Monday, January 24, 2005

Wait, wait, didn't we already read this scenario?

So the planet kicks its undesirables off onto its Moon. The undesirables can't come back or don't want to. They develop a fairly simple society without laws and maintain it and learn to realize that they've come to terms with a harsh environment and created something rather cooler than Earth, where pestilence and overcrowding and, most of all, the waste of resources and land has come to reign. So, is this The Dispossessed or what? Or The Moon is a Harsh Mistress?

Our descriptions of utopias apply here. The Earth of Heinlein's novel is not poor and is not overcrowded, but just the result of poor planning, says the Prof, and God knows I trust the Prof. It's parasitic and violent and unclean. Luna, though, is sterile, well-managed once authority is broken down, and has straight forward, easily understood customs. Are they all set morally? Seems like it to me, I don't see much evidence of guilt among the Loonies. And, like the Annaresti, is it possible that a lush environment would ruin their systems? Prof states that their systems exist according to their environment, such as line marriage being most effective. If placed in another environment, the society would obviously change, but would it retain the qualities that harsh life instilled in them?

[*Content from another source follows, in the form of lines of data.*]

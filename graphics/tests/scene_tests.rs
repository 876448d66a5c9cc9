//! Integration tests for uploading, batching, and ray-tracing setup of
//! loaded scenes on the dummy device.

mod common;

use aster_core::material::AlphaMode;
use aster_core::mesh::MeshId;
use aster_core::texture::DefaultTexture;
use aster_graphics::types::{AccelerationStructureKind, DescriptorType, MemoryLocation};
use aster_graphics::{
    Camera, DrawConstants, DummyDevice, FrameUniforms, GpuDevice, RecordingEncoder,
    SceneResources, UploadOptions, bindings, upload_to_device,
};
use glam::Vec3;
use rstest::rstest;

const OPAQUE: &str = r#"{"name": "opaque"}"#;
const BLEND: &str = r#"{"name": "glass", "alphaMode": "BLEND"}"#;

fn camera() -> Camera {
    Camera::look_at(
        Vec3::ZERO,
        Vec3::NEG_Z,
        Vec3::Y,
        std::f32::consts::FRAC_PI_3,
        (640, 480),
        0.1,
        100.0,
    )
}

fn uploaded(glb: &[u8], options: UploadOptions) -> (SceneResources, DummyDevice) {
    let store = common::load(glb);
    let device = DummyDevice::new();
    let mut scene = SceneResources::new(store, common::shaders());
    scene
        .upload_to_device(&device, &options)
        .expect("upload should succeed");
    (scene, device)
}
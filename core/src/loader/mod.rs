//! glTF 2.0 scene loading.
//!
//! [`SceneLoader`] turns a `.gltf` or `.glb` file into a [`ResourceStore`].
//! The document is parsed once; the conversion stages then run as parallel
//! tasks that wait on each other's results:
//!
//! ```text
//! samplers ──┐
//! images ────┴─> textures ─> materials ─┐
//! skeletons ────────────────────────────┼─> meshes
//! nodes ────────────────────────────────┘
//! ```
//!
//! The store is assembled on the calling thread after every task finished.
//!
//! # Example
//!
//! ```ignore
//! use aster_core::loader::{SceneLoader, LoaderConfig, AttributeLayoutMode};
//!
//! let loader = SceneLoader::new(LoaderConfig::default().with_layout_mode(AttributeLayoutMode::Passthrough));
//! let store = loader.load_file("assets/helmet.glb")?;
//! println!("{}", store.stats());
//! ```

mod buffers;
mod images;
mod materials;
mod meshes;
mod nodes;
mod skins;
mod tasks;

use std::path::Path;
use std::sync::Arc;

use crate::error::{LoadError, LoadResult};
use crate::material::MaterialRefId;
use crate::mesh::Mesh;
use crate::store::ResourceStore;

use materials::{MaterialTable, SamplerTable, TextureTable};
use meshes::LoadedMesh;
use nodes::NodeInstance;
use tasks::{TaskScope, into_owned};

/// How vertex attributes are laid out in the host vertex arrays.
#[derive(Debug, Clone, Copy, PartialEq, Eq, Default)]
pub enum AttributeLayoutMode {
    /// Restructure every primitive into [`CanonicalVertex`](crate::mesh::CanonicalVertex).
    #[default]
    Canonical,
    /// Keep the file's own interleaving when all attributes of a primitive
    /// share one buffer view; otherwise fall back to canonical.
    Passthrough,
}

/// Loader settings.
#[derive(Debug, Clone)]
pub struct LoaderConfig {
    /// Vertex layout strategy.
    pub layout_mode: AttributeLayoutMode,
    /// Always emit 32-bit indices.
    pub promote_indices: bool,
    /// Upper bound on concurrent image decodes.
    pub decode_threads: usize,
    /// Read animation clip metadata.
    pub load_animations: bool,
}

impl Default for LoaderConfig {
    fn default() -> Self {
        Self {
            layout_mode: AttributeLayoutMode::default(),
            promote_indices: false,
            decode_threads: std::thread::available_parallelism()
                .map(|n| n.get())
                .unwrap_or(1),
            load_animations: true,
        }
    }
}

impl LoaderConfig {
    /// Set the vertex layout strategy.
    pub fn with_layout_mode(mut self, mode: AttributeLayoutMode) -> Self {
        self.layout_mode = mode;
        self
    }

    /// Set whether indices are always 32-bit.
    pub fn with_promote_indices(mut self, promote: bool) -> Self {
        self.promote_indices = promote;
        self
    }

    /// Set the image decode worker count (at least one).
    pub fn with_decode_threads(mut self, threads: usize) -> Self {
        self.decode_threads = threads.max(1);
        self
    }

    /// Set whether animation metadata is read.
    pub fn with_animations(mut self, load: bool) -> Self {
        self.load_animations = load;
        self
    }
}

/// Loads glTF documents into a [`ResourceStore`].
#[derive(Debug, Clone, Default)]
pub struct SceneLoader {
    config: LoaderConfig,
}

/// Task results, owned once every task has joined.
struct LoadedParts {
    images: Vec<crate::texture::HostImage>,
    samplers: SamplerTable,
    textures: TextureTable,
    materials: MaterialTable,
    skeletons: Vec<crate::skeleton::Skeleton>,
    meshes: Vec<Option<LoadedMesh>>,
    instances: Vec<NodeInstance>,
}

impl SceneLoader {
    /// Create a loader with the given settings.
    pub fn new(config: LoaderConfig) -> Self {
        Self { config }
    }

    /// Loader settings.
    pub fn config(&self) -> &LoaderConfig {
        &self.config
    }

    /// Load a `.gltf` or `.glb` file. Relative URIs resolve against the
    /// file's directory.
    pub fn load_file(&self, path: impl AsRef<Path>) -> LoadResult<ResourceStore> {
        let path = path.as_ref();
        log::info!("Loading scene from {}", path.display());
        let data = std::fs::read(path).map_err(|source| LoadError::Io {
            path: path.to_path_buf(),
            source,
        })?;
        self.load_slice(&data, path.parent())
    }

    /// Load a document from memory.
    ///
    /// `base_dir` resolves relative URIs; without it only embedded data
    /// (GLB binary chunk, data URIs) can be used.
    pub fn load_slice(&self, data: &[u8], base_dir: Option<&Path>) -> LoadResult<ResourceStore> {
        let gltf_dep::Gltf { document, blob } = gltf_dep::Gltf::from_slice(data)?;
        let buffers = buffers::resolve_buffers(&document, blob, base_dir)?;

        let parts = self.run_tasks(&document, &buffers, base_dir)?;
        // Source bytes are no longer needed once every task has joined.
        drop(buffers);

        let store = assemble(parts);
        log::info!("Loaded scene: {}", store.stats());
        Ok(store)
    }

    fn run_tasks(
        &self,
        document: &gltf_dep::Document,
        buffers: &buffers::Buffers,
        base_dir: Option<&Path>,
    ) -> LoadResult<LoadedParts> {
        let config = &self.config;

        let results = TaskScope::run(|scope| {
            let samplers = scope.spawn("samplers", move || Ok(materials::load_samplers(document)));
            let images = scope.spawn("images", move || {
                Ok(images::load_images(
                    document,
                    buffers,
                    base_dir,
                    config.decode_threads,
                ))
            });
            let skeletons = scope.spawn("skeletons", move || {
                Ok(skins::load_skeletons(
                    document,
                    buffers,
                    config.load_animations,
                ))
            });
            let nodes = scope.spawn("nodes", move || Ok(nodes::collect_instances(document)));

            let textures = {
                let (images, samplers) = (images.clone(), samplers.clone());
                scope.spawn("textures", move || {
                    images.get()?;
                    let samplers = samplers.get()?;
                    Ok(materials::load_textures(document, &samplers))
                })
            };

            let materials = {
                let textures = textures.clone();
                scope.spawn("materials", move || {
                    let textures = textures.get()?;
                    let first_default = textures.textures.len() as u32;
                    Ok(materials::load_materials(document, &textures, first_default))
                })
            };

            let meshes = {
                let (materials, skeletons, nodes) =
                    (materials.clone(), skeletons.clone(), nodes.clone());
                scope.spawn("meshes", move || {
                    let materials = materials.get()?;
                    let skeleton_count = skeletons.get()?.len();
                    let mut instances = into_owned(nodes.get()?);
                    for instance in &mut instances {
                        if let Some(skin) = instance.skin.filter(|&s| s >= skeleton_count) {
                            log::warn!(
                                "Node {} references missing skin {skin}; drawing it unskinned",
                                instance.node
                            );
                            instance.skin = None;
                        }
                    }
                    let referenced = nodes::referenced_meshes(document, &instances);
                    let meshes =
                        meshes::load_meshes(document, buffers, config, &materials, &referenced);
                    Ok((meshes, instances))
                })
            };

            // Dependency order, so the first failure reported is the root cause.
            (|| -> LoadResult<_> {
                Ok((
                    images.get()?,
                    samplers.get()?,
                    textures.get()?,
                    materials.get()?,
                    skeletons.get()?,
                    meshes.get()?,
                ))
            })()
        })?;

        let (images, samplers, textures, materials, skeletons, meshes) = results;
        let (meshes, instances) = into_owned(meshes);
        Ok(LoadedParts {
            images: into_owned(images),
            samplers: into_owned(samplers),
            textures: into_owned(textures),
            materials: into_owned(materials),
            skeletons: into_owned(skeletons),
            meshes,
            instances,
        })
    }
}

/// Move task results into a store, one [`Mesh`] per node instance.
fn assemble(parts: LoadedParts) -> ResourceStore {
    let mut store = ResourceStore::new();

    for image in parts.images {
        store.push_image(image);
    }
    for sampler in parts.samplers.samplers {
        store.push_sampler(sampler);
    }
    for texture in parts.textures.textures {
        store.push_texture(texture);
    }
    store.append_default_textures();

    let material_ids: Vec<Option<MaterialRefId>> = parts
        .materials
        .materials
        .into_iter()
        .map(|m| m.map(|m| store.push_material(m.name, m.model, m.state, m.proxy)))
        .collect();

    for skeleton in parts.skeletons {
        store.push_skeleton(skeleton);
    }

    for instance in &parts.instances {
        let Some(Some(loaded)) = parts.meshes.get(instance.mesh) else {
            continue;
        };
        let transform = store.push_transform(instance.world);
        let mut mesh = Mesh::new(
            Arc::clone(&loaded.vertex_data),
            Arc::clone(&loaded.index_data),
            loaded.index_format,
            transform,
        )
        .with_skeleton(instance.skin);
        if let Some(name) = &loaded.name {
            mesh = mesh.with_name(name.clone());
        }

        let id = store.push_mesh(mesh);
        for submesh in &loaded.submeshes {
            let material = material_ids.get(submesh.material_slot).copied().flatten();
            store.push_submesh(id, material, submesh.draw.clone());
        }
    }

    store.compute_buffer_layout();
    store
}
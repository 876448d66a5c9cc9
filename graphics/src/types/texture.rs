//! Texture types and descriptors.

use bitflags::bitflags;

/// Texture formats used by scene resources and pipeline attachments.
#[derive(Debug, Clone, Copy, PartialEq, Eq, Hash, Default)]
pub enum TextureFormat {
    /// 8-bit RGBA, linear.
    #[default]
    Rgba8Unorm,
    /// 8-bit RGBA, sRGB encoded.
    Rgba8UnormSrgb,
    /// 8-bit BGRA, linear.
    Bgra8Unorm,
    /// 8-bit BGRA, sRGB encoded.
    Bgra8UnormSrgb,
    /// 16-bit float RGBA.
    Rgba16Float,
    /// 32-bit float depth.
    Depth32Float,
}

impl TextureFormat {
    /// Returns true if this is a depth format.
    pub fn is_depth(&self) -> bool {
        matches!(self, Self::Depth32Float)
    }

    /// Bytes per texel.
    pub fn block_size(&self) -> u32 {
        match self {
            Self::Rgba8Unorm
            | Self::Rgba8UnormSrgb
            | Self::Bgra8Unorm
            | Self::Bgra8UnormSrgb
            | Self::Depth32Float => 4,
            Self::Rgba16Float => 8,
        }
    }
}

bitflags! {
    /// Usage flags for textures.
    #[derive(Debug, Clone, Copy, PartialEq, Eq, Hash)]
    pub struct TextureUsage: u32 {
        /// Texture can be copied from.
        const COPY_SRC = 1 << 0;
        /// Texture can be copied to.
        const COPY_DST = 1 << 1;
        /// Texture can be sampled in a shader.
        const TEXTURE_BINDING = 1 << 2;
    }
}

impl Default for TextureUsage {
    fn default() -> Self {
        Self::empty()
    }
}

/// Layout a texture is in between commands.
#[derive(Debug, Clone, Copy, PartialEq, Eq, Hash, Default)]
pub enum TextureLayout {
    /// Contents undefined; the state of a new texture.
    #[default]
    Undefined,
    /// Destination of copies.
    TransferDst,
    /// Sampled by shaders.
    ShaderReadOnly,
}

/// Descriptor for creating a 2D texture.
#[derive(Debug, Clone, PartialEq, Eq, Hash)]
pub struct TextureDescriptor {
    /// Debug label for the texture.
    pub label: Option<String>,
    /// Width in texels.
    pub width: u32,
    /// Height in texels.
    pub height: u32,
    /// Texture format.
    pub format: TextureFormat,
    /// Usage flags.
    pub usage: TextureUsage,
}

impl TextureDescriptor {
    /// Create a new 2D texture descriptor.
    pub fn new_2d(width: u32, height: u32, format: TextureFormat, usage: TextureUsage) -> Self {
        Self {
            label: None,
            width,
            height,
            format,
            usage,
        }
    }

    /// Set the debug label.
    pub fn with_label(mut self, label: impl Into<String>) -> Self {
        self.label = Some(label.into());
        self
    }

    /// Bytes of tightly packed texel data.
    pub fn byte_size(&self) -> u64 {
        self.width as u64 * self.height as u64 * self.format.block_size() as u64
    }
}

#[cfg(test)]
mod tests {
    use super::*;

    #[test]
    fn test_byte_size() {
        let desc = TextureDescriptor::new_2d(
            4,
            2,
            TextureFormat::Rgba8Unorm,
            TextureUsage::COPY_DST | TextureUsage::TEXTURE_BINDING,
        );
        assert_eq!(desc.byte_size(), 32);
        assert!(!desc.format.is_depth());
    }
}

That the Annaresti came by their unique and environmentally effective approach to socialism through striving for it sets them apart from the way the varied people of Luna adapted to their environment and dropped old customs. But the similarities in the end are downright entertaining. Especially so is the way that they each still interpret conflict differently. They each have fairly complete understandings of human behavior and how to discipline it, but God knows they'd never get along.